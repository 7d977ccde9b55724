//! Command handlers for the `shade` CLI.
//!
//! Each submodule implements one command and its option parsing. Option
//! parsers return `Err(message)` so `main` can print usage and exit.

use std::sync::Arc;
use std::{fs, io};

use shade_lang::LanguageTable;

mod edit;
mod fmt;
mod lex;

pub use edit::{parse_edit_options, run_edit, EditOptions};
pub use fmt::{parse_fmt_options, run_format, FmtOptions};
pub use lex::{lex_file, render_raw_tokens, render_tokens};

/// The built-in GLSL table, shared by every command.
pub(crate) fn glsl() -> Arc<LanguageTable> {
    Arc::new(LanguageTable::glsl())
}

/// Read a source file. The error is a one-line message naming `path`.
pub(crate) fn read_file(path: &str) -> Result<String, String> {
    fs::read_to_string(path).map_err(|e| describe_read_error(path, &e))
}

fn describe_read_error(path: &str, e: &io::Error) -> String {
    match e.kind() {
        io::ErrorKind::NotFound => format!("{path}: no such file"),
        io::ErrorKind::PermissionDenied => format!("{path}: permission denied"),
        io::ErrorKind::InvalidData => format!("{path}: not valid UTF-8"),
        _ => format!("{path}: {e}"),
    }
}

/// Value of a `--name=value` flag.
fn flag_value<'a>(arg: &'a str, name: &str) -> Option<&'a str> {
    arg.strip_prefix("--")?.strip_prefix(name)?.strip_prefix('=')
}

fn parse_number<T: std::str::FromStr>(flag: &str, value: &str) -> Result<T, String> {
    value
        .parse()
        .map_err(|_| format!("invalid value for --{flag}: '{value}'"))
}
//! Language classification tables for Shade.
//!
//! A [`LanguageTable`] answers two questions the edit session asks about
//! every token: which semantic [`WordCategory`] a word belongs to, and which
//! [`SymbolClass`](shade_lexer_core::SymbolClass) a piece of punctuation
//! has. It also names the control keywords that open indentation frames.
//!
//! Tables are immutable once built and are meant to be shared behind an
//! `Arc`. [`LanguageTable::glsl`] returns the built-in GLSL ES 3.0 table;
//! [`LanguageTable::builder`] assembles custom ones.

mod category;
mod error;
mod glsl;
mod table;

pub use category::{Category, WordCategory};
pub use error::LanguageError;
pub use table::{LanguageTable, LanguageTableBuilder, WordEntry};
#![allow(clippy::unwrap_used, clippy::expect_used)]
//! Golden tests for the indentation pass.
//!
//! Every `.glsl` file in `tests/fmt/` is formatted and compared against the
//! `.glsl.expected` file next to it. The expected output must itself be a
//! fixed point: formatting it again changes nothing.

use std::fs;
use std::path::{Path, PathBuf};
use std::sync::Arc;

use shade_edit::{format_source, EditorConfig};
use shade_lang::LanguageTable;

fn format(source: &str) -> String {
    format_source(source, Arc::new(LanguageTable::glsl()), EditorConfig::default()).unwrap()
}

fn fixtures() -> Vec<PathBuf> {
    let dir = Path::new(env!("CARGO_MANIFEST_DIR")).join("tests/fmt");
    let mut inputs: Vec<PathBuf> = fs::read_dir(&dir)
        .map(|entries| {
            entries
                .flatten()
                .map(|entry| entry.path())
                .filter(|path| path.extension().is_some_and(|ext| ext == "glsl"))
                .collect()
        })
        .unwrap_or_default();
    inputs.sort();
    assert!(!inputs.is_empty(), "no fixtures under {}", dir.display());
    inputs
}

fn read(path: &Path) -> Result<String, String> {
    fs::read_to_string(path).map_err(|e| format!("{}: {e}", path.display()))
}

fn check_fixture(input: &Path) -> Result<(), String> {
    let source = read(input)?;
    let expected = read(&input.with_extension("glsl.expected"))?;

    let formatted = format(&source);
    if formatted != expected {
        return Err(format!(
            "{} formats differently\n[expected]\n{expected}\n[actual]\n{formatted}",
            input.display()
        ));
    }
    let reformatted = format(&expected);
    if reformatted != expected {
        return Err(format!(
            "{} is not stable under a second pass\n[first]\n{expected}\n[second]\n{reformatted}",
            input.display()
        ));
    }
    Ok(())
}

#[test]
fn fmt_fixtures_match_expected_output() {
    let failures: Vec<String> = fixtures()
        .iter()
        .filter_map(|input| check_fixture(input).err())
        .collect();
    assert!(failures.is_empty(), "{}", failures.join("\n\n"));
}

== == ==

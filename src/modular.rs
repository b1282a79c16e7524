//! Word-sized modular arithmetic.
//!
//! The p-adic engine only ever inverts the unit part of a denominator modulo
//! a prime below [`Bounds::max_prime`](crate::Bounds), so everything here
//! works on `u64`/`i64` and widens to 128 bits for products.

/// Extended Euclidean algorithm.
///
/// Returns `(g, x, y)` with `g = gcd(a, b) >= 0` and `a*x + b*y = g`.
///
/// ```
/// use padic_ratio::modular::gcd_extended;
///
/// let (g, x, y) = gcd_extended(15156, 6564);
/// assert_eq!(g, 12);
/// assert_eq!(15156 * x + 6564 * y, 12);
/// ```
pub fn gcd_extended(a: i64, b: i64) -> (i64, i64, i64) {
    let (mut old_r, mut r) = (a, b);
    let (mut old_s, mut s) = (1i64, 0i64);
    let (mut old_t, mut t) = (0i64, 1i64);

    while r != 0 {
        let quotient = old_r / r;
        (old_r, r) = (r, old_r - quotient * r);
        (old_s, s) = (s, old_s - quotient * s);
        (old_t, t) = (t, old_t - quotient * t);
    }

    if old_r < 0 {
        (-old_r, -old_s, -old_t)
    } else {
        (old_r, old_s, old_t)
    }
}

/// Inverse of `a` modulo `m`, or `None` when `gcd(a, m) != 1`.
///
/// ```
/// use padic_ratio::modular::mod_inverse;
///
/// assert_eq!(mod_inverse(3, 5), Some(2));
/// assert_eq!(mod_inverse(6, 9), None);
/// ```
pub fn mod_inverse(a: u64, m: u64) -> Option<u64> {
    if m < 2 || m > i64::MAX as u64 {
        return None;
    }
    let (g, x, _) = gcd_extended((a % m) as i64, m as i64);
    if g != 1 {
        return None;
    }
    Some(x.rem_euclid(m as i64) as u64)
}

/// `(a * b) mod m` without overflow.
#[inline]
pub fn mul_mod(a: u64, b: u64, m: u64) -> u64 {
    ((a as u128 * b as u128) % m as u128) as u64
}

== == ==

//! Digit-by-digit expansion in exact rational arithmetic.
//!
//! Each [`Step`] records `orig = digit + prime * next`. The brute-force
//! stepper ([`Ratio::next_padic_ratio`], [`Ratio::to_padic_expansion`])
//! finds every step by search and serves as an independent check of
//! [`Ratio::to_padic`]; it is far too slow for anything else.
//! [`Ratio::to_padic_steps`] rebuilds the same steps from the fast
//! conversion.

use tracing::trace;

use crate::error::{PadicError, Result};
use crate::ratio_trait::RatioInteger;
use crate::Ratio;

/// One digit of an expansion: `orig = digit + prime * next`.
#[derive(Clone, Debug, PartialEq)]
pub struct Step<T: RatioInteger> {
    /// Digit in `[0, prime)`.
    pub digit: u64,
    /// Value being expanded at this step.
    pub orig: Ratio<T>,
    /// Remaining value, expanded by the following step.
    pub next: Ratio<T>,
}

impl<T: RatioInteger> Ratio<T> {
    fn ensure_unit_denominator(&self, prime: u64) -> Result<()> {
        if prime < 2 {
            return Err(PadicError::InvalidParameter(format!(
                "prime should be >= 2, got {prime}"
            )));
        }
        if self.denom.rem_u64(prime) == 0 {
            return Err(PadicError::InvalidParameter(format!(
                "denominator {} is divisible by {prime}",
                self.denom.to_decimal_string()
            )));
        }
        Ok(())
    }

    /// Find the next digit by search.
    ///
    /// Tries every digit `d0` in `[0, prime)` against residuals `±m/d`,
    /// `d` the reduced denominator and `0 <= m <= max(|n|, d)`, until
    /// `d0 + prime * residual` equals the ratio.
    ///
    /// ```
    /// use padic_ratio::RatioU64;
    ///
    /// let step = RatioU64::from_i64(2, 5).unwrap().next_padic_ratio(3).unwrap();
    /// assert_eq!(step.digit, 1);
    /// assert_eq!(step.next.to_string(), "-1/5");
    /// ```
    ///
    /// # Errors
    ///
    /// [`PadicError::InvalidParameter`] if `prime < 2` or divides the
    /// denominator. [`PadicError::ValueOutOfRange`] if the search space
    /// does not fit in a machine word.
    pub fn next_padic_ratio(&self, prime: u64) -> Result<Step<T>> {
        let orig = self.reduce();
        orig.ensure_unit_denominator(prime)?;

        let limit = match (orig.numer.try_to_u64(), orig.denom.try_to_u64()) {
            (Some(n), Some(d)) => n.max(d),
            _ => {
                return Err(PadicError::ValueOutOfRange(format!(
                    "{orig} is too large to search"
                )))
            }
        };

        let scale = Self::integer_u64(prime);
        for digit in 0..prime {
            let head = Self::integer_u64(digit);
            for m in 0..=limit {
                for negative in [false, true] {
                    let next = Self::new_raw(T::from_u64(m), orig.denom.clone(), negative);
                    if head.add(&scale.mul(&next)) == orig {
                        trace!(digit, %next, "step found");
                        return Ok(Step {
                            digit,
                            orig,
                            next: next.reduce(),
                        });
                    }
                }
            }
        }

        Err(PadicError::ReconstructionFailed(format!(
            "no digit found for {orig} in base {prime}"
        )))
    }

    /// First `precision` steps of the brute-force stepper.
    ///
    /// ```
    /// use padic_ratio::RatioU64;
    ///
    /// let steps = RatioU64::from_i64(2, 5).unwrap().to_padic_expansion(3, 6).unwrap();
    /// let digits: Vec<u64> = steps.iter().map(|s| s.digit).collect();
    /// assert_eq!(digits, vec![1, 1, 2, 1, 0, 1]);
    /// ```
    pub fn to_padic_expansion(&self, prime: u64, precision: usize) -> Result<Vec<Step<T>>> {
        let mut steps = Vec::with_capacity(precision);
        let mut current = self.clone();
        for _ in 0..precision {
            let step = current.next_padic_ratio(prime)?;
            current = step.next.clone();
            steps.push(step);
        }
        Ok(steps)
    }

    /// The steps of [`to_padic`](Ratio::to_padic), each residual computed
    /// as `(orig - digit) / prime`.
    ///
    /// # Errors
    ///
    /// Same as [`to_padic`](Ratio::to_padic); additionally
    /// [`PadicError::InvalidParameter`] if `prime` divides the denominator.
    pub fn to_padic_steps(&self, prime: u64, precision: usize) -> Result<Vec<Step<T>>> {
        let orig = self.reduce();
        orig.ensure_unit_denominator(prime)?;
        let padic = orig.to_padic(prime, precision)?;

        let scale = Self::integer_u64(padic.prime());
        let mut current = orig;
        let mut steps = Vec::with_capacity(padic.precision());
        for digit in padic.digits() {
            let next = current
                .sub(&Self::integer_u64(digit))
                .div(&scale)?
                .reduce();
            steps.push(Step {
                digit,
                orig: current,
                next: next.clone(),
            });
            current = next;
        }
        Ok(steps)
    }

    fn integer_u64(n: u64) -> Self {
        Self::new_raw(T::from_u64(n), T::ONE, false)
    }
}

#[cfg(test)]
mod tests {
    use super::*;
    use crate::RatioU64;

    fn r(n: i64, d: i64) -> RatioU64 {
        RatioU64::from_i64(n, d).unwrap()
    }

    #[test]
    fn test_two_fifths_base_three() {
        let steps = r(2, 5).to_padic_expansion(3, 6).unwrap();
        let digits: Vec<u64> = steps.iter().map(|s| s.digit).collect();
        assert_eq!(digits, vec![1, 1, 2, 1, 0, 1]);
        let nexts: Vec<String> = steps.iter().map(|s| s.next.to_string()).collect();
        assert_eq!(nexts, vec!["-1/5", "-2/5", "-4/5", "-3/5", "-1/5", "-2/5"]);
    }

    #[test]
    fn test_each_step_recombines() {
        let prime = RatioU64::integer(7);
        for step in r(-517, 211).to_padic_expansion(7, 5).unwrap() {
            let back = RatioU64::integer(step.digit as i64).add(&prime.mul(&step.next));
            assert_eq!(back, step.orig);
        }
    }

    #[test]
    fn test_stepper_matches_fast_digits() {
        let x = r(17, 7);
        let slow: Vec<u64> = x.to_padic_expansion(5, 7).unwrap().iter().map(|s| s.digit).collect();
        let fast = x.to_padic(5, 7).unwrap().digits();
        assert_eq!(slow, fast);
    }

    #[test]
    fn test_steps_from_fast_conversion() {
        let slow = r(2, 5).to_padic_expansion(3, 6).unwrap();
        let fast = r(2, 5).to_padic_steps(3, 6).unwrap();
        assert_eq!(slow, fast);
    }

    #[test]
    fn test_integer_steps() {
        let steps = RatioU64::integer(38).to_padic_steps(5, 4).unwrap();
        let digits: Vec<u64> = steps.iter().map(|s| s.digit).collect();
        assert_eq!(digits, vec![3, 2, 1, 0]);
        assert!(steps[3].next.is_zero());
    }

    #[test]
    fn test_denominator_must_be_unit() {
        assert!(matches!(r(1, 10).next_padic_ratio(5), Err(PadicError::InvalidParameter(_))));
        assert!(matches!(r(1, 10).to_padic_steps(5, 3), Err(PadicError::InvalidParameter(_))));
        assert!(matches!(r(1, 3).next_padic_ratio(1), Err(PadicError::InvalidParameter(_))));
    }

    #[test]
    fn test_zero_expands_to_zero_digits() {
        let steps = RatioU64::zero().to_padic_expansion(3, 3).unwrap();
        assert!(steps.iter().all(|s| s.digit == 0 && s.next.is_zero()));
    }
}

== == ==

# [Task requirements]
Each line holding the word "iter" must be pulled from the records.

# [Exercise output]
        .iter()
    /// let digits: Vec<u64> = steps.iter().map(|s| s.digit).collect();
        let digits: Vec<u64> = steps.iter().map(|s| s.digit).collect();
        let nexts: Vec<String> = steps.iter().map(|s| s.next.to_string()).collect();
        let slow: Vec<u64> = x.to_padic_expansion(5, 7).unwrap().iter().map(|s| s.digit).collect();
        let digits: Vec<u64> = steps.iter().map(|s| s.digit).collect();
        assert!(steps.iter().all(|s| s.digit == 0 && s.next.is_zero()));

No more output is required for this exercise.